Still reifte Scharnhorst’s Saat; auch eine ihm übertragene geheime diplomatische Sendung im Jahre 1811 vollführte er glücklich, und als nun endlich die ersehnte Zeit gekommen war, den verhaßten und schwer lastenden Kettendruck abzuschütteln, gab es der König in Scharnhorst’s Hand, die allgemeine Bewaffnung zu leiten, was bei der Begeisterung, die des Königs Aufruf an sein Volk hervorgerufen, mit überraschender Schnelle gelang. Binnen drei Monaten hatte Preußen kein Heer von 40,000, sondern von 130,000 Mann, und die Feldherren entrollten ihre Fahnen zum Kampfe auf Tod und Leben.
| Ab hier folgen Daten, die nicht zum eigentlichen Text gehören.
//! Comments and preprocessor directives anchored to tree positions
//!
//! Trivia are not part of the primary token stream: the tree keeps them
//! attached to nodes, anchored relative to the node's own tokens, and the
//! trivia decorator re-inserts them at the matching point of the output.
//! Each trivium carries an id that is unique within one rendering pass so
//! the flush registry can guarantee exactly-once emission.

use serde::{Deserialize, Serialize};
use std::fmt;

/// The kind of a comment
#[derive(Debug, Clone, Copy, PartialEq, Eq, Serialize, Deserialize)]
#[serde(rename_all = "snake_case")]
pub enum CommentKind {
    Line,
    Block,
    Documentation,
}

/// A structured reference embedded in a documentation comment,
/// e.g. a symbol cross-reference
#[derive(Debug, Clone, PartialEq, Eq, Serialize, Deserialize)]
pub struct CommentRef {
    /// Byte offset of the reference within the comment content
    pub offset: usize,
    /// Byte length of the referenced text
    pub length: usize,
    /// Resolved target name, if resolution happened upstream
    #[serde(default)]
    pub target: Option<String>,
}

/// A comment attached to a tree node
#[derive(Debug, Clone, PartialEq, Serialize, Deserialize)]
pub struct Comment {
    pub kind: CommentKind,
    pub content: String,
    #[serde(default)]
    pub refs: Vec<CommentRef>,
}

impl Comment {
    pub fn new(kind: CommentKind, content: impl Into<String>) -> Self {
        Self {
            kind,
            content: content.into(),
            refs: Vec::new(),
        }
    }

    pub fn line(content: impl Into<String>) -> Self {
        Self::new(CommentKind::Line, content)
    }

    pub fn block(content: impl Into<String>) -> Self {
        Self::new(CommentKind::Block, content)
    }

    pub fn documentation(content: impl Into<String>) -> Self {
        Self::new(CommentKind::Documentation, content)
    }

    pub fn with_refs(mut self, refs: Vec<CommentRef>) -> Self {
        self.refs = refs;
        self
    }
}

/// The kind of a preprocessor directive
#[derive(Debug, Clone, Copy, PartialEq, Eq, Serialize, Deserialize)]
#[serde(rename_all = "snake_case")]
pub enum DirectiveKind {
    If,
    Elif,
    Else,
    EndIf,
    Define,
    Undef,
    Region,
    EndRegion,
    Error,
    Warning,
    Pragma,
    Line,
}

impl DirectiveKind {
    /// The directive keyword as it appears after the `#` marker
    pub fn keyword(self) -> &'static str {
        match self {
            DirectiveKind::If => "if",
            DirectiveKind::Elif => "elif",
            DirectiveKind::Else => "else",
            DirectiveKind::EndIf => "endif",
            DirectiveKind::Define => "define",
            DirectiveKind::Undef => "undef",
            DirectiveKind::Region => "region",
            DirectiveKind::EndRegion => "endregion",
            DirectiveKind::Error => "error",
            DirectiveKind::Warning => "warning",
            DirectiveKind::Pragma => "pragma",
            DirectiveKind::Line => "line",
        }
    }
}

impl fmt::Display for DirectiveKind {
    fn fmt(&self, f: &mut fmt::Formatter<'_>) -> fmt::Result {
        write!(f, "#{}", self.keyword())
    }
}

/// A preprocessor directive attached to a tree node
#[derive(Debug, Clone, PartialEq, Serialize, Deserialize)]
pub struct Directive {
    pub kind: DirectiveKind,
    #[serde(default)]
    pub argument: String,
}

impl Directive {
    pub fn new(kind: DirectiveKind, argument: impl Into<String>) -> Self {
        Self {
            kind,
            argument: argument.into(),
        }
    }
}

/// Identifier for one trivium, unique within a rendering pass
#[derive(Debug, Clone, Copy, PartialEq, Eq, Hash, Serialize, Deserialize)]
pub struct TriviaId(pub u64);

impl fmt::Display for TriviaId {
    fn fmt(&self, f: &mut fmt::Formatter<'_>) -> fmt::Result {
        write!(f, "t{}", self.0)
    }
}

/// Where a trivium sits relative to its node's primary tokens
#[derive(Debug, Clone, Copy, PartialEq, Eq, Serialize, Deserialize)]
#[serde(rename_all = "snake_case")]
pub enum Anchor {
    /// Before the node's first primary token
    Leading,
    /// After the node's last primary token
    Trailing,
}

/// The content of a trivium
#[derive(Debug, Clone, PartialEq)]
pub enum TriviaPayload {
    Comment(Comment),
    Directive(Directive),
}

/// One out-of-tree element anchored to a node
#[derive(Debug, Clone, PartialEq)]
pub struct Trivia {
    pub id: TriviaId,
    pub anchor: Anchor,
    pub payload: TriviaPayload,
}

impl Trivia {
    pub fn comment(id: TriviaId, anchor: Anchor, comment: Comment) -> Self {
        Self {
            id,
            anchor,
            payload: TriviaPayload::Comment(comment),
        }
    }

    pub fn directive(id: TriviaId, anchor: Anchor, directive: Directive) -> Self {
        Self {
            id,
            anchor,
            payload: TriviaPayload::Directive(directive),
        }
    }
}
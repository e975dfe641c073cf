use axum::{
    middleware,
    routing::{get, post},
    Router,
};
use std::sync::Arc;
use tower_http::trace::TraceLayer;

use super::{handlers, middleware::metrics_middleware, process};
use crate::state::AppState;

pub fn create_router(state: Arc<AppState>) -> Router {
    Router::new()
        // Batch entry point
        .route("/process", post(process::process_batch))
        // Health, config and capacity
        .route("/health", get(handlers::health))
        .route("/config", get(handlers::get_config))
        .route("/status", get(handlers::get_status))
        .route("/metrics", get(handlers::get_metrics))
        .route_layer(middleware::from_fn(metrics_middleware))
        .layer(TraceLayer::new_for_http())
        .with_state(state)
}
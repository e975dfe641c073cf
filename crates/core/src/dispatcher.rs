//! Admission-controlled entry point for batches.
//!
//! Validates the batch, takes an admission ticket without waiting, and runs
//! the multiplexer while holding the ticket. The ticket is released when the
//! dispatch future completes or is dropped.

use std::sync::Arc;
use std::time::Instant;
use tokio_util::sync::CancellationToken;
use tracing::{debug, warn};

use crate::admission::AdmissionGate;
use crate::config::LimitsConfig;
use crate::fetcher::Fetcher;
use crate::multiplexer::{record_batch, BatchError, BatchMultiplexer, BatchResult};

pub struct BatchDispatcher {
    gate: Arc<AdmissionGate>,
    multiplexer: Arc<BatchMultiplexer>,
}

impl BatchDispatcher {
    pub fn new(gate: Arc<AdmissionGate>, multiplexer: Arc<BatchMultiplexer>) -> Self {
        Self { gate, multiplexer }
    }

    /// Build a gate and multiplexer from the configured limits.
    pub fn from_limits(limits: &LimitsConfig, fetcher: Arc<dyn Fetcher>) -> Self {
        Self::new(
            Arc::new(AdmissionGate::new(limits.max_concurrent_batches)),
            Arc::new(BatchMultiplexer::new(limits, fetcher)),
        )
    }

    pub fn gate(&self) -> &AdmissionGate {
        &self.gate
    }

    pub fn multiplexer(&self) -> &BatchMultiplexer {
        &self.multiplexer
    }

    /// Run one batch end to end.
    ///
    /// Validation happens before admission, so a malformed batch never takes
    /// capacity. An exhausted gate yields `AdmissionRejected` immediately.
    pub async fn dispatch(
        &self,
        targets: Vec<String>,
        scope: &CancellationToken,
    ) -> Result<BatchResult, BatchError> {
        let start = Instant::now();

        if let Err(e) = self.multiplexer.validate(&targets) {
            debug!(error = %e, "Rejecting invalid batch");
            record_batch("validation", start.elapsed());
            return Err(e.into());
        }

        let Some(_ticket) = self.gate.try_acquire() else {
            warn!(
                capacity = self.gate.capacity(),
                "Too many concurrent batches, rejecting"
            );
            record_batch("rejected", start.elapsed());
            return Err(BatchError::AdmissionRejected {
                capacity: self.gate.capacity(),
            });
        };

        self.multiplexer.process(targets, scope).await
    }
}
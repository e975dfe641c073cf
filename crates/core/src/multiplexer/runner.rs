//! Batch multiplexer implementation.

use serde_json::Value;
use std::collections::HashMap;
use std::sync::{Arc, OnceLock};
use std::time::{Duration, Instant};
use tokio::sync::mpsc;
use tokio::task::JoinSet;
use tokio_util::sync::CancellationToken;
use tracing::{debug, info, info_span, warn, Instrument};
use uuid::Uuid;

use crate::config::{LimitsConfig, SlotScope};
use crate::fetcher::Fetcher;
use crate::metrics::{BATCHES_TOTAL, BATCH_DURATION, BATCH_SIZE, FETCHES_TOTAL, FETCH_DURATION};

use super::slots::{FetchSlot, FetchSlotPool};
use super::types::{BatchError, BatchResult, ValidationError};

/// Set-once cell holding the batch's terminal error. The first writer wins.
#[derive(Debug, Default)]
struct FirstError(OnceLock<BatchError>);

impl FirstError {
    fn record(&self, error: BatchError) -> bool {
        self.0.set(error).is_ok()
    }

    fn get(&self) -> Option<BatchError> {
        self.0.get().cloned()
    }
}

/// Everything one spawned fetch needs.
struct FetchTask {
    fetcher: Arc<dyn Fetcher>,
    target: String,
    scope: CancellationToken,
    timeout: Duration,
    outcome: Arc<FirstError>,
    results: mpsc::Sender<(String, Value)>,
    slot: FetchSlot,
}

/// Fans a batch of targets out to the fetcher and fans the results back in.
///
/// A batch either yields a value for every target or fails as a whole; the
/// first failing fetch cancels its siblings and becomes the batch's outcome.
pub struct BatchMultiplexer {
    fetcher: Arc<dyn Fetcher>,
    max_batch_size: usize,
    max_concurrent_fetches: usize,
    fetch_timeout: Duration,
    batch_timeout: Duration,
    /// Present when every batch draws from one shared pool.
    shared_slots: Option<Arc<FetchSlotPool>>,
}

impl BatchMultiplexer {
    /// # Panics
    ///
    /// Panics if `max_batch_size` or `max_concurrent_fetches` is 0.
    pub fn new(limits: &LimitsConfig, fetcher: Arc<dyn Fetcher>) -> Self {
        assert!(limits.max_batch_size > 0, "max_batch_size must be > 0");
        assert!(
            limits.max_concurrent_fetches > 0,
            "max_concurrent_fetches must be > 0"
        );

        let shared_slots = match limits.fetch_slot_scope {
            SlotScope::Global => Some(Arc::new(FetchSlotPool::new(
                limits.max_concurrent_fetches,
            ))),
            SlotScope::PerBatch => None,
        };

        Self {
            fetcher,
            max_batch_size: limits.max_batch_size,
            max_concurrent_fetches: limits.max_concurrent_fetches,
            fetch_timeout: limits.fetch_timeout(),
            batch_timeout: limits.batch_timeout(),
            shared_slots,
        }
    }

    /// Use `pool` for every batch instead of the configured slot scope.
    pub fn with_slot_pool(mut self, pool: Arc<FetchSlotPool>) -> Self {
        self.max_concurrent_fetches = pool.max_concurrent();
        self.shared_slots = Some(pool);
        self
    }

    /// The shared slot pool, if batches share one.
    pub fn shared_slots(&self) -> Option<&Arc<FetchSlotPool>> {
        self.shared_slots.as_ref()
    }

    pub fn max_batch_size(&self) -> usize {
        self.max_batch_size
    }

    /// Checks the batch shape without touching any capacity.
    pub fn validate(&self, targets: &[String]) -> Result<(), ValidationError> {
        if targets.is_empty() {
            return Err(ValidationError::Empty);
        }
        if targets.len() > self.max_batch_size {
            return Err(ValidationError::TooLarge {
                size: targets.len(),
                max: self.max_batch_size,
            });
        }
        Ok(())
    }

    /// Fetches every target and returns the complete mapping, or the error
    /// that ended the batch.
    ///
    /// Cancelling `parent` (or dropping the returned future) cancels every
    /// fetch of the batch. No fetch task outlives this call.
    pub async fn process(
        &self,
        targets: Vec<String>,
        parent: &CancellationToken,
    ) -> Result<BatchResult, BatchError> {
        let start = Instant::now();
        let span = info_span!("batch", batch_id = %Uuid::new_v4(), targets = targets.len());

        let result = self.run(targets, parent).instrument(span.clone()).await;

        let label = match &result {
            Ok(_) => "success",
            Err(e) => e.label(),
        };
        record_batch(label, start.elapsed());
        span.in_scope(|| match &result {
            Ok(results) => info!(
                entries = results.len(),
                duration_ms = start.elapsed().as_millis() as u64,
                "Batch completed"
            ),
            Err(e) => info!(outcome = label, error = %e, "Batch failed"),
        });

        result
    }

    async fn run(
        &self,
        targets: Vec<String>,
        parent: &CancellationToken,
    ) -> Result<BatchResult, BatchError> {
        self.validate(&targets)?;
        BATCH_SIZE.observe(targets.len() as f64);

        let scope = parent.child_token();
        let _cancel_on_drop = scope.clone().drop_guard();
        let outcome = Arc::new(FirstError::default());
        let slots = match &self.shared_slots {
            Some(pool) => Arc::clone(pool),
            None => Arc::new(FetchSlotPool::new(self.max_concurrent_fetches)),
        };

        let fan_in = self.fan_out(targets, &scope, &slots, &outcome);
        tokio::pin!(fan_in);

        let collected = tokio::select! {
            collected = &mut fan_in => collected,
            _ = tokio::time::sleep(self.batch_timeout) => {
                warn!(
                    timeout_ms = self.batch_timeout.as_millis() as u64,
                    "Batch deadline exceeded, cancelling fetches"
                );
                outcome.record(BatchError::DeadlineExceeded {
                    timeout_ms: self.batch_timeout.as_millis() as u64,
                });
                scope.cancel();
                // Keep joining so no fetch outlives the batch
                fan_in.await
            }
        };

        if scope.is_cancelled() {
            debug!(discarded = collected.len(), "Discarding partial results");
            return Err(outcome.get().unwrap_or(BatchError::Cancelled));
        }

        Ok(collected)
    }

    /// Spawns one task per target under the slot limit, joins them all, then
    /// drains the collector.
    async fn fan_out(
        &self,
        targets: Vec<String>,
        scope: &CancellationToken,
        slots: &Arc<FetchSlotPool>,
        outcome: &Arc<FirstError>,
    ) -> BatchResult {
        let (tx, mut rx) = mpsc::channel(targets.len().max(1));
        let mut tasks = JoinSet::new();

        for target in targets {
            let slot = tokio::select! {
                biased;
                _ = scope.cancelled() => {
                    debug!("Scope cancelled, not starting remaining fetches");
                    break;
                }
                slot = slots.acquire() => match slot {
                    Ok(slot) => slot,
                    Err(_) => {
                        outcome.record(BatchError::Internal("fetch slot pool closed".to_string()));
                        scope.cancel();
                        break;
                    }
                },
            };

            tasks.spawn(
                run_fetch(FetchTask {
                    fetcher: Arc::clone(&self.fetcher),
                    target,
                    scope: scope.clone(),
                    timeout: self.fetch_timeout,
                    outcome: Arc::clone(outcome),
                    results: tx.clone(),
                    slot,
                })
                .in_current_span(),
            );
        }
        drop(tx);

        while let Some(joined) = tasks.join_next().await {
            if let Err(e) = joined {
                if e.is_panic() {
                    warn!(error = %e, "Fetch task panicked");
                    outcome.record(BatchError::Internal(format!("fetch task panicked: {}", e)));
                    scope.cancel();
                }
            }
        }

        // Every sender is gone once the tasks are joined
        let mut results = HashMap::new();
        while let Some((target, value)) = rx.recv().await {
            results.insert(target, value);
        }
        results
    }
}

async fn run_fetch(task: FetchTask) {
    let FetchTask {
        fetcher,
        target,
        scope,
        timeout,
        outcome,
        results,
        slot: _slot,
    } = task;

    if scope.is_cancelled() {
        FETCHES_TOTAL.with_label_values(&["skipped"]).inc();
        return;
    }

    let start = Instant::now();
    let result = tokio::select! {
        biased;
        _ = scope.cancelled() => {
            record_fetch("cancelled", start.elapsed());
            return;
        }
        result = fetcher.fetch(&target, &scope, timeout) => result,
    };

    // Anything arriving after cancellation never reaches the collector
    if scope.is_cancelled() {
        debug!(url = %target, "Discarding fetch result after cancellation");
        record_fetch("cancelled", start.elapsed());
        return;
    }

    match result {
        Ok(value) => {
            record_fetch("success", start.elapsed());
            debug!(url = %target, "Fetch succeeded");
            let _ = results.send((target, value)).await;
        }
        Err(e) => {
            record_fetch("error", start.elapsed());
            warn!(url = %target, error = %e.kind, "Fetch failed, cancelling batch");
            outcome.record(BatchError::Fetch(e));
            scope.cancel();
        }
    }
}

fn record_fetch(status: &str, elapsed: Duration) {
    FETCHES_TOTAL.with_label_values(&[status]).inc();
    FETCH_DURATION
        .with_label_values(&[status])
        .observe(elapsed.as_secs_f64());
}

pub(crate) fn record_batch(result: &str, elapsed: Duration) {
    BATCHES_TOTAL.with_label_values(&[result]).inc();
    BATCH_DURATION
        .with_label_values(&[result])
        .observe(elapsed.as_secs_f64());
}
Ueber der Schlacht von Lützen schwebte Scharnhorst’s Todesengel; eine Kartätschenkugel verwundete ihn, obschon nicht lebensgefährlich; er wurde nach Dresden gebracht und auf das sorglichste verpflegt und ärztlich behandelt; aber seine Treue gönnte sich nicht die nöthige Ruhe; er wollte für seinen König eine Sendung nach Prag und Wien vollbringen, reiste gegen des Arztes Rath und Willen ab, und verschied in Prag im 57. Lebensjahre. Das ehrenvollste Leichenbegängniß ward dem Helden zu Theil; Berlin wurde mit seinem Denkmal geschmückt, auch in Prag wurde ihm ein solches durch Preußens Heer errichtet.